The main model behind the music was perhaps Jesse Fuller, an American one man band who played guitar alongside a large homemade bass guitar type instrument played with his right foot and a lo hat played with his left foot. On a neck harness he carried a mouth harp and a kazoo. Have a look:
http://www.youtube.com/watch?v=YM62iL_Gh2g
Fuller’s San Francisco Bay Blues, a one-time favourite of Mick’s, spawned a lot of new and similar songs from the St. Albans ravers.
Mick, though, was our local role model: a terrific singer, guitar picker and writer, an accessible dood who was living the life.
After the Cops and Robbers had brought about Donovan’s fame (and not in the fanciful, self-aggrandising way Don likes to tell it), Donovan recorded a couple of Mick’s songs (from memory they were: Gold Watch Blues and War Drags On), but, in my view he didn’t pay him the dues he should have done.
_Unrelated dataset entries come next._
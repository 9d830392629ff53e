use std::time::Duration;

use serde::{Deserialize, Serialize};

use crate::error::{Result, SyncError};

/// HTTP client settings
#[derive(Clone, Debug, Serialize, Deserialize)]
pub struct ClientConfig {
    pub timeout_ms: u64,
    pub connect_timeout_ms: u64,
    pub user_agent: String,
}

impl Default for ClientConfig {
    fn default() -> Self {
        Self {
            timeout_ms: 10_000,
            connect_timeout_ms: 5_000,
            user_agent: format!("parentline/{}", env!("CARGO_PKG_VERSION")),
        }
    }
}

/// Synchronization engine settings
#[derive(Clone, Debug)]
pub struct SyncConfig {
    /// A page shorter than this means the history is exhausted
    pub page_size: usize,
    /// Budget for the single-message fallback fetch
    pub single_fetch_timeout: Duration,
    /// Delay before a list invalidation is published
    pub settle_delay: Duration,
    /// Pause between stack pushes while screens mount
    pub mount_delay: Duration,
    /// Repeated deliveries of one link inside this window are dropped
    pub link_dedup_window: Duration,
}

impl Default for SyncConfig {
    fn default() -> Self {
        Self {
            page_size: 20,
            single_fetch_timeout: Duration::from_secs(10),
            settle_delay: Duration::from_millis(300),
            mount_delay: Duration::from_millis(100),
            link_dedup_window: Duration::from_secs(2),
        }
    }
}

impl SyncConfig {
    pub fn validate(&self) -> Result<()> {
        if self.page_size == 0 {
            return Err(SyncError::InvalidConfig("page_size"));
        }
        if self.single_fetch_timeout.is_zero() {
            return Err(SyncError::InvalidConfig("single_fetch_timeout"));
        }
        Ok(())
    }
}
Anyway that was then and this is now. And now, Mick lies in a bed in a Northern Ireland hospital recovering from a severe stroke.
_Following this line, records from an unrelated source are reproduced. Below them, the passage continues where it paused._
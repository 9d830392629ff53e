use sea_orm_migration::prelude::*;

#[derive(DeriveIden)]
enum Messages {
    Table,
    StudentNumber,
    SentTime,
    ReadStatus,
    SentStatus,
}

pub struct Migration;

impl MigrationName for Migration {
    fn name(&self) -> &str {
        "m20250302_000001_add_message_indexes"
    }
}

#[async_trait::async_trait]
impl MigrationTrait for Migration {
    async fn up(&self, manager: &SchemaManager) -> Result<(), DbErr> {
        // Listing by recency
        manager
            .create_index(
                Index::create()
                    .if_not_exists()
                    .name("idx_messages_student_sent_time")
                    .table(Messages::Table)
                    .col(Messages::StudentNumber)
                    .col(Messages::SentTime)
                    .to_owned(),
            )
            .await?;

        // Pending acknowledgment lookups
        manager
            .create_index(
                Index::create()
                    .if_not_exists()
                    .name("idx_messages_student_receipt")
                    .table(Messages::Table)
                    .col(Messages::StudentNumber)
                    .col(Messages::ReadStatus)
                    .col(Messages::SentStatus)
                    .to_owned(),
            )
            .await
    }

    async fn down(&self, manager: &SchemaManager) -> Result<(), DbErr> {
        manager
            .drop_index(
                Index::drop()
                    .name("idx_messages_student_receipt")
                    .table(Messages::Table)
                    .to_owned(),
            )
            .await?;
        manager
            .drop_index(
                Index::drop()
                    .name("idx_messages_student_sent_time")
                    .table(Messages::Table)
                    .to_owned(),
            )
            .await
    }
}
I had a phone call last week from Gladys, the lovely lady who is looking after him. Gladys says Mick is doing well, but it’s a long hard road he’s travelling on.
While I was thinking about him, I thought of how, in the days I remember him best, he would have relished the latest political shenanigans and how he might have responded to them in song.
So, I came up with one myself: Lyin’ Politican Blues. StringFing played it last night. Twice, by request, in fact.
It’s a rocky bluesy jazzy 12-bar vamp in the key of F. The audience joined in on percussion and singing. It was a joy to be a part of.
We did it to try to send a good vibe across the water to NI to speed Mick’s recovery.
Here’s the song:
LYIN’ POLITICIAN BLUES
Woke up this morning switched on the news
Gotta tell ya people I got the blues –
If it doesn’t make ya larf, gonna to make ya cry
Why does every politician think they got permission to lie?
It really doesn’t matter which way ya vote
Conservative or labour, or even if ya float
When ya cross is on the paper, God knows why
Every politician thinks they got permission to lie
Black is white, they say without a smile
Half a millimetre, it’s a country mile
Stick em in a pot an’ boil the friggin lot, say I
Why does every politician think they got permission to lie?
There’s a house on the river, a den of thieves
Their lyin’ ways bringing Britain to its knees
They wouldn’t know the truth if it punched them in the eye
Why does every politician think they got permission to lie?
I saw a politician, his face all creased
From living in the pocket of the chief of police
Polish on his lips from licking Murdoch’s shoes
Yeah, an’ that’s why I got these Lyin’ Politician Blues.
***
I hope it worked. Get well soon, Michael.
I’ll blog off now and catch you later. I've got a form to fill in.